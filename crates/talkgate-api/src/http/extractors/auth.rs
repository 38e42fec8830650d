//! API key authentication extractor.
//!
//! Extracts and verifies API keys from:
//! - `Authorization: Bearer <key>` header
//! - `X-API-Key: <key>` header
//!
//! Keys are SHA-256 hashed and compared against the `api_keys` table.

use axum::extract::FromRequestParts;
use axum::http::request::Parts;
use sha2::{Digest, Sha256};
use sqlx::Row;

use talkgate_infra::sqlite::pool::DatabasePool;

use crate::http::error::AppError;
use crate::state::AppState;

/// Prefix of generated keys; lets operators recognise a Talkgate key.
pub const API_KEY_PREFIX: &str = "tg_";

/// Authenticated request marker. Extracting this validates the API key.
pub struct Authenticated;

impl FromRequestParts<AppState> for Authenticated {
    type Rejection = AppError;

    async fn from_request_parts(
        parts: &mut Parts,
        state: &AppState,
    ) -> Result<Self, Self::Rejection> {
        let api_key = extract_api_key(parts)?;
        let key_hash = hash_api_key(&api_key);

        let result = sqlx::query("SELECT id FROM api_keys WHERE key_hash = ?")
            .bind(&key_hash)
            .fetch_optional(&state.db_pool.reader)
            .await
            .map_err(|e| AppError::Internal(format!("Database error: {e}")))?;

        match result {
            Some(row) => {
                // Best effort; a failed touch does not fail the request.
                let id: String = row.get("id");
                let now = chrono::Utc::now().to_rfc3339();
                if let Err(e) = sqlx::query("UPDATE api_keys SET last_used_at = ? WHERE id = ?")
                    .bind(&now)
                    .bind(&id)
                    .execute(&state.db_pool.writer)
                    .await
                {
                    tracing::warn!(error = %e, "failed to update api key last_used_at");
                }
                Ok(Authenticated)
            }
            None => Err(AppError::Unauthorized(
                "Invalid API key. Provide a valid key via 'Authorization: Bearer <key>' or 'X-API-Key: <key>' header.".to_string(),
            )),
        }
    }
}

/// Extract the API key from request headers.
fn extract_api_key(parts: &Parts) -> Result<String, AppError> {
    if let Some(auth) = parts.headers.get("authorization") {
        let auth_str = auth.to_str().map_err(|_| {
            AppError::Unauthorized("Invalid Authorization header encoding".to_string())
        })?;
        if let Some(key) = auth_str.strip_prefix("Bearer ") {
            return Ok(key.trim().to_string());
        }
    }

    if let Some(key) = parts.headers.get("x-api-key") {
        let key_str = key.to_str().map_err(|_| {
            AppError::Unauthorized("Invalid X-API-Key header encoding".to_string())
        })?;
        return Ok(key_str.trim().to_string());
    }

    Err(AppError::Unauthorized(
        "Missing API key. Provide via 'Authorization: Bearer <key>' or 'X-API-Key: <key>' header.".to_string(),
    ))
}

/// Compute SHA-256 hash of an API key (lowercase hex).
pub fn hash_api_key(key: &str) -> String {
    let digest = Sha256::digest(key.as_bytes());
    format!("{:x}", digest)
}

/// Make sure an API key exists, generating one on first use.
///
/// Returns `Some(plaintext)` when a key was created (shown to the operator
/// once) and `None` when one already existed.
pub async fn ensure_api_key(pool: &DatabasePool) -> anyhow::Result<Option<String>> {
    let existing: Option<(String,)> = sqlx::query_as("SELECT id FROM api_keys LIMIT 1")
        .fetch_optional(&pool.reader)
        .await?;

    if existing.is_some() {
        return Ok(None);
    }

    // Two random v4 UUIDs give 244 bits of OS randomness.
    let plaintext_key = format!(
        "{API_KEY_PREFIX}{}{}",
        uuid::Uuid::new_v4().simple(),
        uuid::Uuid::new_v4().simple()
    );

    let key_hash = hash_api_key(&plaintext_key);
    let id = uuid::Uuid::now_v7().to_string();
    let now = chrono::Utc::now().to_rfc3339();

    sqlx::query("INSERT INTO api_keys (id, key_hash, name, created_at) VALUES (?, ?, 'default', ?)")
        .bind(&id)
        .bind(&key_hash)
        .bind(&now)
        .execute(&pool.writer)
        .await?;

    tracing::info!(key_id = %id, "api key generated");
    Ok(Some(plaintext_key))
}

### WORK ORDER
Using the data above, print exactly the lines from the line that contains "pub const API_KEY_PREFIX: &str" through the line that contains "let key_str = key.to_str().map_err(|_|", with both included.

### RESULT
pub const API_KEY_PREFIX: &str = "tg_";

/// Authenticated request marker. Extracting this validates the API key.
pub struct Authenticated;

impl FromRequestParts<AppState> for Authenticated {
    type Rejection = AppError;

    async fn from_request_parts(
        parts: &mut Parts,
        state: &AppState,
    ) -> Result<Self, Self::Rejection> {
        let api_key = extract_api_key(parts)?;
        let key_hash = hash_api_key(&api_key);

        let result = sqlx::query("SELECT id FROM api_keys WHERE key_hash = ?")
            .bind(&key_hash)
            .fetch_optional(&state.db_pool.reader)
            .await
            .map_err(|e| AppError::Internal(format!("Database error: {e}")))?;

        match result {
            Some(row) => {
                // Best effort; a failed touch does not fail the request.
                let id: String = row.get("id");
                let now = chrono::Utc::now().to_rfc3339();
                if let Err(e) = sqlx::query("UPDATE api_keys SET last_used_at = ? WHERE id = ?")
                    .bind(&now)
                    .bind(&id)
                    .execute(&state.db_pool.writer)
                    .await
                {
                    tracing::warn!(error = %e, "failed to update api key last_used_at");
                }
                Ok(Authenticated)
            }
            None => Err(AppError::Unauthorized(
                "Invalid API key. Provide a valid key via 'Authorization: Bearer <key>' or 'X-API-Key: <key>' header.".to_string(),
            )),
        }
    }
}

/// Extract the API key from request headers.
fn extract_api_key(parts: &Parts) -> Result<String, AppError> {
    if let Some(auth) = parts.headers.get("authorization") {
        let auth_str = auth.to_str().map_err(|_| {
            AppError::Unauthorized("Invalid Authorization header encoding".to_string())
        })?;
        if let Some(key) = auth_str.strip_prefix("Bearer ") {
            return Ok(key.trim().to_string());
        }
    }

    if let Some(key) = parts.headers.get("x-api-key") {
        let key_str = key.to_str().map_err(|_| {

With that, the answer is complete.